Why We’re Writing: My Suffering Is Deep
By Margaret Bronson
In one sense, writing for this blog is the most natural and enjoyable thing for me. It combines all of my dearest passions: love of studying God, writing, friends, and building my local church—specifically the women. However, this blog is starting in the middle of a season of life in which I’m struggling to express all the turmoil of my soul, even to my husband. My family has gone through many bouts of suffering; my heart is sore, tired, and longing for heaven. In the last year, my family has gone through EIGHT hospitalizations, one high-risk pregnancy, and the birth of one high-needs baby. We have received six separate meal trains of two weeks each and missed out on dozens of opportunities for fellowship and refreshment. The intensity of the storm we are in has challenged every bit of my theology. I find myself needing a remedial class in things I felt certain I understood.
And this is why I write:
My theology is imperfect. When I am suffering, I tend to shut down and fear that God is punishing me. I look at my circumstances and make deductions about God based on them. But through this last year, I’ve learned that God lets me wrestle and try to understand. God is not insulted by my humanness but reveals Himself to me through times of pain and suffering. It is humbling, yet freeing, to realize that my faith does not have to be perfect. There is still much sanctification to be done in me. I learn humility and sanctification in my not-yet-glorified state of suffering.
Writing and studying keeps me humble and teachable in the face of suffering. To suffer well, you must have a right view of God. Suffering shows me where my theology is lacking or wrong. Through suffering and a surrendered heart, God chisels into our hearts and minds and reveals Himself to build our faith. We cannot grow in faith outside of the work of the Lord. I am humbled that my faith is not as strong as I thought, and I still have to ask elementary questions like “how can a good God do this?” In my human strength, I can teach my brain true things about God, but only God can reveal himself to me or fill my heart with knowledge of who He truly is. Only He can make me more like Him.
Only God can take knowledge and make it experience. It is one thing to know that God is available and loving; it is another matter to see His love everywhere around me, even in the saddest and bleakest hours, displayed through my husband, children, church, and His Word. Suffering provides a kind of theological study you cannot get from a book.
It is good for believers to wrestle together to point one another to the Lord. It is good for other believers, who have not been touched by suffering and who think theology is an easy, open-and-shut subject, to learn to give grace to other believers. What little I’ve learned I hope to share for the edification and encouragement of others. Christian literature for women and by women is often grievously anorexic. The resources for deep, sound theology for women–deep and sound enough to adequately prepare and equip me for my suffering–are sadly few and far between.

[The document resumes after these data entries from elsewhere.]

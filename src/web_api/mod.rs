//! WebAPI - Control surface
//!
//! ## Responsibilities
//!
//! - Model start/stop control
//! - Live MJPEG stream and single-frame capture
//! - Stream, worker and detection listings

mod routes;

pub use routes::create_router;

use axum::extract::State;
use axum::response::IntoResponse;
use axum::Json;

use crate::models::HealthResponse;
use crate::state::AppState;

/// Health check endpoint
pub async fn health_check(State(state): State<AppState>) -> impl IntoResponse {
    let db_connected = match &state.pool {
        Some(pool) => sqlx::query("SELECT 1").execute(pool).await.is_ok(),
        None => false,
    };

    let response = HealthResponse {
        status: "ok".to_string(),
        version: env!("CARGO_PKG_VERSION").to_string(),
        uptime_sec: state.started_at.elapsed().as_secs(),
        db_connected,
        open_streams: state.registry.open_cameras().await.len(),
        running_workers: state.supervisor.count(),
    };

    Json(response)
}
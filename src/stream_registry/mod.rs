//! StreamRegistry - Per-camera connection ownership
//!
//! ## Purpose
//!
//! - Hold at most one open connection per camera
//! - Open on first use, release on demand
//! - Serialize frame consumers of one camera through its guard
//!
//! ## Locking
//!
//! The id → slot map is behind a short lock that is never held across an
//! open. Each slot has its own lock, held while that camera opens, so
//! concurrent acquires of one id share a single connection. A slot retired by
//! a failed open or a release sends waiters back to the map for a fresh slot.

use crate::error::{Error, Result};
use crate::frame_buffer::{
    BufferState, BufferStats, BufferedFrame, FrameBuffer, FrameBufferConfig,
};
use crate::frame_source::{redact_address, OpenError, OpenMode, SourceConnector};
use chrono::{DateTime, Utc};
use serde::Serialize;
use std::collections::HashMap;
use std::sync::Arc;
use std::time::Duration;
use tokio::sync::{Mutex, OwnedMutexGuard};
use tokio::time::timeout;

/// Default lease wait timeout (5s)
const DEFAULT_LEASE_TIMEOUT_MS: u64 = 5000;

#[derive(Debug, Clone)]
pub struct StreamConfig {
    pub buffer: FrameBufferConfig,
    /// How long `lease()` waits for the camera guard
    pub lease_timeout: Duration,
}

impl Default for StreamConfig {
    fn default() -> Self {
        Self {
            buffer: FrameBufferConfig::default(),
            lease_timeout: Duration::from_millis(DEFAULT_LEASE_TIMEOUT_MS),
        }
    }
}

/// An open camera: its frame buffer and exclusive-access guard
pub struct CameraHandle {
    camera_id: String,
    /// Address the connection was opened with
    address: String,
    open_mode: OpenMode,
    opened_at: DateTime<Utc>,
    buffer: FrameBuffer,
    guard: Arc<Mutex<()>>,
    lease_timeout: Duration,
}

impl CameraHandle {
    pub fn camera_id(&self) -> &str {
        &self.camera_id
    }

    pub fn address(&self) -> &str {
        &self.address
    }

    pub fn open_mode(&self) -> OpenMode {
        self.open_mode
    }

    pub fn opened_at(&self) -> DateTime<Utc> {
        self.opened_at
    }

    pub fn is_lost(&self) -> bool {
        self.buffer.is_lost()
    }

    pub fn state(&self) -> BufferState {
        self.buffer.state()
    }

    pub fn stats(&self) -> BufferStats {
        self.buffer.stats()
    }

    /// Take the camera guard, waiting up to the lease timeout
    ///
    /// The returned lease releases the guard on drop.
    pub async fn lease(&self) -> Result<FrameLease<'_>> {
        match timeout(self.lease_timeout, self.guard.clone().lock_owned()).await {
            Ok(guard) => {
                tracing::trace!(camera_id = %self.camera_id, "Camera lease acquired");
                Ok(FrameLease {
                    handle: self,
                    _guard: guard,
                })
            }
            Err(_) => {
                tracing::warn!(
                    camera_id = %self.camera_id,
                    timeout_ms = self.lease_timeout.as_millis() as u64,
                    "Camera lease timeout - camera busy"
                );
                Err(Error::Busy(self.camera_id.clone()))
            }
        }
    }

    /// Take the camera guard without waiting
    pub fn try_lease(&self) -> Option<FrameLease<'_>> {
        match self.guard.clone().try_lock_owned() {
            Ok(guard) => Some(FrameLease {
                handle: self,
                _guard: guard,
            }),
            Err(_) => {
                tracing::debug!(camera_id = %self.camera_id, "Camera lease denied - camera busy");
                None
            }
        }
    }
}

/// Exclusive frame access to one camera, released on drop
pub struct FrameLease<'a> {
    handle: &'a CameraHandle,
    _guard: OwnedMutexGuard<()>,
}

impl FrameLease<'_> {
    pub fn camera_id(&self) -> &str {
        &self.handle.camera_id
    }

    /// Read the newest buffered frame, waiting up to `wait`
    pub async fn read(&self, wait: Duration) -> Result<Option<BufferedFrame>> {
        self.handle.buffer.read(wait).await
    }
}

impl Drop for FrameLease<'_> {
    fn drop(&mut self) {
        tracing::trace!(camera_id = %self.handle.camera_id, "Camera lease released");
    }
}

/// Open camera summary for the control surface
#[derive(Debug, Clone, Serialize)]
pub struct StreamInfo {
    pub camera_id: String,
    pub open_mode: &'static str,
    pub opened_at: DateTime<Utc>,
    pub buffer: BufferStats,
}

struct SlotState {
    handle: Option<Arc<CameraHandle>>,
    retired: bool,
}

type Slot = Arc<Mutex<SlotState>>;

/// Camera id → open connection
pub struct StreamRegistry {
    connector: Arc<dyn SourceConnector>,
    config: StreamConfig,
    slots: Mutex<HashMap<String, Slot>>,
}

impl StreamRegistry {
    pub fn new(connector: Arc<dyn SourceConnector>, config: StreamConfig) -> Self {
        Self {
            connector,
            config,
            slots: Mutex::new(HashMap::new()),
        }
    }

    /// Existing handle for `camera_id`, or a freshly opened one
    ///
    /// A handle whose source was lost is replaced. Fails with `Connection`
    /// when neither open mode yields a source; nothing is registered then.
    pub async fn acquire(&self, camera_id: &str, address: &str) -> Result<Arc<CameraHandle>> {
        self.acquire_slot(camera_id, address, true).await
    }

    /// Registered handle for `camera_id` as is, lost or not; opens only when
    /// none is registered
    ///
    /// Detection workers use this so a dying camera ends them instead of
    /// being reopened on every pass.
    pub async fn attach(&self, camera_id: &str, address: &str) -> Result<Arc<CameraHandle>> {
        self.acquire_slot(camera_id, address, false).await
    }

    async fn acquire_slot(
        &self,
        camera_id: &str,
        address: &str,
        replace_lost: bool,
    ) -> Result<Arc<CameraHandle>> {
        loop {
            let slot = {
                let mut slots = self.slots.lock().await;
                slots
                    .entry(camera_id.to_string())
                    .or_insert_with(|| {
                        Arc::new(Mutex::new(SlotState {
                            handle: None,
                            retired: false,
                        }))
                    })
                    .clone()
            };

            let mut state = slot.lock().await;
            if state.retired {
                continue;
            }

            if let Some(handle) = state.handle.as_ref() {
                if !replace_lost || !handle.is_lost() {
                    return Ok(handle.clone());
                }
            }
            if let Some(lost) = state.handle.take() {
                tracing::info!(camera_id = %camera_id, "Replacing lost camera connection");
                lost.buffer.stop().await;
            }

            match self.open(camera_id, address).await {
                Ok(handle) => {
                    let handle = Arc::new(handle);
                    state.handle = Some(handle.clone());
                    return Ok(handle);
                }
                Err(e) => {
                    state.retired = true;
                    let mut slots = self.slots.lock().await;
                    if slots.get(camera_id).is_some_and(|s| Arc::ptr_eq(s, &slot)) {
                        slots.remove(camera_id);
                    }
                    return Err(e);
                }
            }
        }
    }

    async fn open(&self, camera_id: &str, address: &str) -> Result<CameraHandle> {
        let connection_error = |e: OpenError| Error::Connection {
            camera_id: camera_id.to_string(),
            message: e.to_string(),
        };

        let (source, open_mode) = match self.connector.open(address, OpenMode::Default).await {
            Ok(source) => (source, OpenMode::Default),
            Err(OpenError::NotReady(reason)) => {
                tracing::warn!(
                    camera_id = %camera_id,
                    reason = %reason,
                    "Default open not ready, retrying with configured options"
                );
                let source = self
                    .connector
                    .open(address, OpenMode::Configured)
                    .await
                    .map_err(connection_error)?;
                (source, OpenMode::Configured)
            }
            Err(e) => return Err(connection_error(e)),
        };

        let buffer = FrameBuffer::new(camera_id, self.config.buffer.clone());
        buffer.start(source)?;

        tracing::info!(
            camera_id = %camera_id,
            address = %redact_address(address),
            mode = open_mode.as_str(),
            "Camera connection opened"
        );

        Ok(CameraHandle {
            camera_id: camera_id.to_string(),
            address: address.to_string(),
            open_mode,
            opened_at: Utc::now(),
            buffer,
            guard: Arc::new(Mutex::new(())),
            lease_timeout: self.config.lease_timeout,
        })
    }

    /// Close and forget the camera's connection. Returns whether one was open.
    pub async fn release(&self, camera_id: &str) -> bool {
        let slot = self.slots.lock().await.remove(camera_id);
        let Some(slot) = slot else {
            return false;
        };

        // Waits out an open in progress
        let mut state = slot.lock().await;
        state.retired = true;
        match state.handle.take() {
            Some(handle) => {
                handle.buffer.stop().await;
                tracing::info!(camera_id = %camera_id, "Camera connection released");
                true
            }
            None => false,
        }
    }

    /// Release the camera only while `handle` is the registered connection
    ///
    /// A replacement opened since `handle` was taken is left alone.
    pub async fn release_if(&self, camera_id: &str, handle: &Arc<CameraHandle>) -> bool {
        let Some(slot) = self.slots.lock().await.get(camera_id).cloned() else {
            return false;
        };

        let mut state = slot.lock().await;
        if !state.handle.as_ref().is_some_and(|h| Arc::ptr_eq(h, handle)) {
            return false;
        }
        state.retired = true;
        state.handle = None;
        {
            let mut slots = self.slots.lock().await;
            if slots.get(camera_id).is_some_and(|s| Arc::ptr_eq(s, &slot)) {
                slots.remove(camera_id);
            }
        }

        handle.buffer.stop().await;
        tracing::info!(camera_id = %camera_id, "Camera connection released");
        true
    }

    /// Release every camera
    pub async fn release_all(&self) {
        let ids: Vec<String> = self.slots.lock().await.keys().cloned().collect();
        for id in ids {
            self.release(&id).await;
        }
    }

    /// Current handle, if open and not mid-open
    pub async fn get(&self, camera_id: &str) -> Option<Arc<CameraHandle>> {
        let slot = self.slots.lock().await.get(camera_id).cloned()?;
        let state = slot.try_lock().ok()?;
        state.handle.clone()
    }

    pub async fn is_open(&self, camera_id: &str) -> bool {
        self.get(camera_id)
            .await
            .is_some_and(|handle| !handle.is_lost())
    }

    pub async fn open_cameras(&self) -> Vec<StreamInfo> {
        let slots: Vec<Slot> = self.slots.lock().await.values().cloned().collect();
        let mut streams = Vec::with_capacity(slots.len());
        for slot in slots {
            let Ok(state) = slot.try_lock() else {
                continue;
            };
            if let Some(handle) = state.handle.as_ref() {
                streams.push(StreamInfo {
                    camera_id: handle.camera_id.clone(),
                    open_mode: handle.open_mode.as_str(),
                    opened_at: handle.opened_at,
                    buffer: handle.stats(),
                });
            }
        }
        streams.sort_by(|a, b| a.camera_id.cmp(&b.camera_id));
        streams
    }
}
//! ConfigStore - Camera and model lookups
//!
//! ## Responsibilities
//!
//! - Resolve a camera identifier to its source address
//! - Resolve a model identifier to its `ModelKind`
//!
//! Both lookups sit behind traits. `PgConfigRepository` reads the
//! `cameras` and `models` tables; `InMemoryConfig` serves static
//! deployments and tests.

mod memory;
mod repository;
mod types;

pub use memory::InMemoryConfig;
pub use repository::{decode_address, PgConfigRepository};
pub use types::*;

use crate::error::Result;
use async_trait::async_trait;

/// Camera source resolver
#[async_trait]
pub trait CameraDirectory: Send + Sync {
    /// Source address for a camera, `None` if unknown
    async fn resolve(&self, camera_id: &str) -> Result<Option<String>>;
}

/// Model registry
#[async_trait]
pub trait ModelRegistry: Send + Sync {
    /// Kind of a model, `None` if unknown
    async fn kind_of(&self, model_id: &str) -> Result<Option<ModelKind>>;
}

So, while the timing is insane (we just came out of three week-long hospitalizations in a month and a half), writing this blog is so good for my soul. When suffering hits, I can run to my Savior’s arms, clear my whole schedule, and spend hours communing with God. I don’t have to work harder to make it better or try to put on a brave face in suffering so others can see how well Christians suffer. I just get to suffer with God. I can jump into the deep end of the pool, closely examine a small aspect of who God is, and study, process, and write about it. God has been faithful to apply what I’ve been learning to my suffering, and my smallness and loneliness become engulfed in the wonder, power, majesty, sovereignty, and love of my Father.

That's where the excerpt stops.